Aber Ihre Hauptstadt gilt als die europäische Kapitale, in der die Digitalisierung am weitesten fortgeschritten ist. 

Lewan: Nun, manche behaupten das auch von Dänemark oder Estland. Aber richtig ist, in Europa ist Schweden weit vorne mit dabei. Das liegt unter anderem daran, daß wir eine gut organisierte Gesellschaft haben und daß der Schwede wohl eine etwas lösungsorientiertere Einstellung hat und offener gegenüber neuer Technik ist als etwa der Deutsche. 

Ist das so? 

Lewan: Ich meine, ja. Und wenn Sie fragen warum: Schweden ist mit nur zehn Millionen Einwohnern viel kleiner als etwa Deutschland, was es einfacher macht, die ganze Gesellschaft in den Wandel einzubeziehen. Außerdem pflegen wir eine ausgeprägte Konsenskultur. Das bedeutet, die Schweden sind sich in hohem Maße einig, während anderswo vielleicht mehr über Modernisierungsvorhaben gestritten wird. Obwohl es natürlich auch bei uns eine Debatte zwischen jenen gibt, denen es nicht schnell genug gehen kann und jenen, die eben davor warnen. Nehmen Sie als Beispiel die Digitalisierung des Zahlungsverkehrs – Schweden ist bereits fast ein bargeldloses Land. Und genau das ist eine der großen Herausfordungen, vor die uns die Digitalsierung alle stellt. 

Was genau meinen Sie?

Lewan: Na die Spaltung der Gesellschaft! Sie ist eine der großen Gefahren im Zuge der Digitalisierung. Und kleinere Länder mit eher einiger Gesellschaft können diese besser vermeiden als große, heterogenere Gesellschaften. 

Wo droht diese Spaltung? 

Lewan: Tatsächlich bedroht die Digitalisierung vor allem die Mittelklasse – zumindest solange es noch keine Roboter gibt, die kellnern oder Haare schneiden können oder der Paketdienst ganz von Drohnen übernommen wird. Denn es sind ihre Jobs, die zuerst wegfallen. Es muß aber nicht so kommen; doch es wird so kommen, wenn Ihre Politiker nicht darauf vorbereitet sind. 

Sind Sie das?

Lewan: Das frage ich Sie, Sie sind der Deutsche. Ich bin Journalist für Digitalisierung, ich schreibe darüber und werde auch viel für Vorträge zu diesem Thema gebucht und ich kann Ihnen sagen, daß Politiker allgemein dazu neigen, Veränderungen, die ein Potential bergen, sich auf für die Gesellschaft schmerzhafte Weise zu vollziehen und den Bürgern also Angst machen, lieber totzuschweigen – um bloß keine schlechte Stimmung unter den Wählern aufkommen zu lassen. Dabei ist das fatal, denn so kann Modernisierung verpaßt werden. Deshalb sollten Sie, die deutschen Medien, dafür sorgen, daß Ihre Öffentlichkeit die Debatte darum führt – damit die Politik in Ihrem Land sie nicht aussitzen kann und verpaßt. Denn dann wird die Digitalisierung sich unkontrolliert vollziehen und unweigerlich zur ernsten Beschädigung Ihrer Gesellschaft in Gestalt einer Spaltung führen.  

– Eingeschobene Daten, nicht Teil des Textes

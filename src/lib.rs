//! Implements arena-allocated first-child/next-sibling trees and the structural algorithms to work with them.
//!
//! # Overview
//! Nodes live in a [`Forest`], an arena backed by sparse storage, and link to each other through [`NodeId`] handles instead of pointers: every node knows its parent, its first and last child and its previous and next sibling. This gives constant-time appends, sibling walks and parent lookups without keeping a separate child collection in every node, and makes detaching a subtree a matter of clearing a few handles.
//!
//! On top of the forest:
//! - [`NodeRefMut`] provides the linkage primitives, which are the only way to change the links between nodes and keep them consistent
//! - The [`traversal`] module provides the [`Traversable`] capability trait, child cursors, depth-first and breadth-first iterators, a closure-driven [`Traverser`] and generic [algorithms] like finding common ancestors or branching points
//! - [`Tree`] is a handle to a tree inside a forest which caches its leaves and size, and offers pruning, skip-filtering and extracting or inserting [`Branch`]es
//! - [`Builder`] grows a tree from a seed payload and a closure producing children
//! - [`Forest::pretty_print`] renders a subtree as indented text
//!
//! None of the algorithms use recursion, so degenerate trees which are millions of nodes deep are handled without overflowing the stack.
//!
//! # Example
//! ```rust
//! use bough::prelude::*;
//!
//! let mut forest = Forest::new();
//! let tree = Builder::new(|value: &u32, _: &mut ()| {
//!     Ok::<_, ()>(match value {
//!         1 => vec![2, 3],
//!         3 => vec![4, 5],
//!         _ => Vec::new(),
//!     })
//! })
//! .build(&mut forest, 1, ())
//! .unwrap();
//!
//! // Remove 3, moving its children up
//! let trees = tree.skip_filter(&mut forest, |node| *node.value() == 3);
//! assert_eq!(trees.len(), 1);
//! let children = trees[0].direct_children(&forest);
//! assert_eq!(children.iter().map(|&x| *forest.value(x)).collect::<Vec<_>>(), [2, 4, 5]);
//! ```
//!
//! # Feature flags
//! - `unwind_safety` (**enabled by default**): aborts the process if an internal invariant of a tree is found to be broken, instead of unwinding with the forest in a corrupted state.
//! - `union_optimizations`: forwarded to `granite`, where it decreases the memory usage of sparse storage by using untagged unions. **Requires a nightly compiler** (see [tracking issue for RFC 2514]) and thus is disabled by default.
//!
//! # Logging
//! Structural operations on [`Tree`] and [`Builder`] emit [`tracing`] spans at the `debug` level and events at the `trace` level. Nothing is logged unless a subscriber is installed.
//!
//! [`Forest`]: forest/struct.Forest.html " "
//! [`Forest::pretty_print`]: forest/struct.Forest.html#method.pretty_print " "
//! [`NodeId`]: forest/struct.NodeId.html " "
//! [`NodeRefMut`]: forest/struct.NodeRefMut.html " "
//! [`traversal`]: traversal/index.html " "
//! [`Traversable`]: traversal/trait.Traversable.html " "
//! [`Traverser`]: traversal/struct.Traverser.html " "
//! [algorithms]: traversal/algorithms/index.html " "
//! [`Tree`]: tree/struct.Tree.html " "
//! [`Branch`]: tree/struct.Branch.html " "
//! [`Builder`]: builder/struct.Builder.html " "
//! [`tracing`]: https://docs.rs/tracing " "
//! [tracking issue for RFC 2514]: https://github.com/rust-lang/rust/issues/55149 " "

#![warn(
    rust_2018_idioms,
    clippy::cargo,
    clippy::nursery,
    missing_copy_implementations,
    missing_debug_implementations,
    missing_docs,
    unused_qualifications,
    variant_size_differences,
    clippy::cast_lossless,
    clippy::checked_conversions,
    clippy::copy_iterator,
    clippy::expl_impl_clone_on_copy,
    clippy::explicit_iter_loop,
    clippy::explicit_into_iter_loop,
    clippy::filter_map_next,
    clippy::map_flatten,
    clippy::map_unwrap_or,
    clippy::fn_params_excessive_bools,
    clippy::implicit_hasher,
    clippy::implicit_saturating_sub,
    clippy::inefficient_to_string,
    clippy::invalid_upcast_comparisons,
    clippy::items_after_statements,
    clippy::large_stack_arrays,
    clippy::let_unit_value,
    clippy::macro_use_imports,
    clippy::match_same_arms,
    clippy::match_wild_err_arm,
    clippy::match_wildcard_for_single_variants,
    clippy::mut_mut,
    clippy::needless_continue,
    clippy::needless_pass_by_value,
    clippy::option_option,
    clippy::range_plus_one,
    clippy::range_minus_one,
    clippy::redundant_closure_for_method_calls,
    clippy::same_functions_in_if_condition,
    clippy::similar_names,
    clippy::string_add_assign,
    clippy::too_many_lines,
    clippy::type_repetition_in_bounds,
    clippy::trivially_copy_pass_by_ref,
    clippy::unicode_not_nfc,
    clippy::unnested_or_patterns,
    clippy::unused_self,
    clippy::used_underscore_binding,
    clippy::clone_on_ref_ptr,
    clippy::dbg_macro,
    clippy::decimal_literal_representation,
    clippy::get_unwrap,
    clippy::rest_pat_in_fully_bound_structs,
    clippy::unneeded_field_pattern,
    clippy::unwrap_used,
    clippy::use_debug,
)]
#![deny(
    anonymous_parameters,
    bare_trait_objects,
)]
#![allow(clippy::use_self)]

pub mod builder;
pub mod forest;
pub mod printer;
pub mod traversal;
pub mod tree;

pub use builder::Builder;
pub use forest::{Forest, NodeId, NodeRef, NodeRefMut};
pub use printer::{PrettyPrint, Style};
pub use traversal::Traversable;
pub use tree::{Branch, Tree};

/// A prelude for using Bough, containing the most used types for glob-importing.
pub mod prelude {
    #[doc(no_inline)]
    pub use crate::{
        builder::Builder,
        forest::{Forest, NodeId, NodeRef, NodeRefMut},
        traversal::{Traversable, Traverser, Visit},
        tree::{Branch, Tree},
        TreeError,
        TreeResult,
    };
}

pub(crate) mod util;

/// The error type returned by structural operations on [`Tree`]s.
///
/// [`Tree`]: tree/struct.Tree.html " "
#[derive(Copy, Clone, Debug, PartialEq, Eq, Hash, thiserror::Error)]
pub enum TreeError {
    /// The tree is empty, and the operation needs a root node.
    #[error("the tree does not have a root node")]
    MissingRoot,
    /// The node does not belong to the tree the operation was called on.
    #[error("node {node} is not part of the tree")]
    NodeNotPartOfTree {
        /// The offending node.
        node: NodeId,
    },
    /// The node is not one of the cached leaves of the tree.
    #[error("node {node} is not a leaf of the tree")]
    LeafNotFound {
        /// The offending node.
        node: NodeId,
    },
}
/// A result type for structural operations on trees.
pub type TreeResult<T> = Result<T, TreeError>;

Aber führt nicht gerade diese Debatte zu jener Polarisierung, von der Sie anfangs sagten – Stichwort „Konsensgesellschaft“ –, daß gerade sie ein großes Hemmnis für die Digitalisierung sei?

Lewan: Das stimmt auch wieder – es gibt eben keine perfekte Lösung. Aber besser, die Debatte spaltet Ihre Gesellschaft, als später die sozialen Folgen. Ich bin wirklich keiner dieser schwedischen Sozialdemokraten, aber ich erkenne, daß in deren Solidaritätsgedanke etwas Wertvolles steckt, um die Gesellschaft angesichts dieser Herausforderung zusammenzuhalten. 

Droht außer der sozialen Spaltung nicht auch die zwischen den Jungen, die sich in der neuen Welt zurechtfinden und den Alten, die an der Gesellschaft, die sich ins Digitale verlegt, nicht mehr teilhaben können – einfach weil sie die Endgräte nicht bedienen können?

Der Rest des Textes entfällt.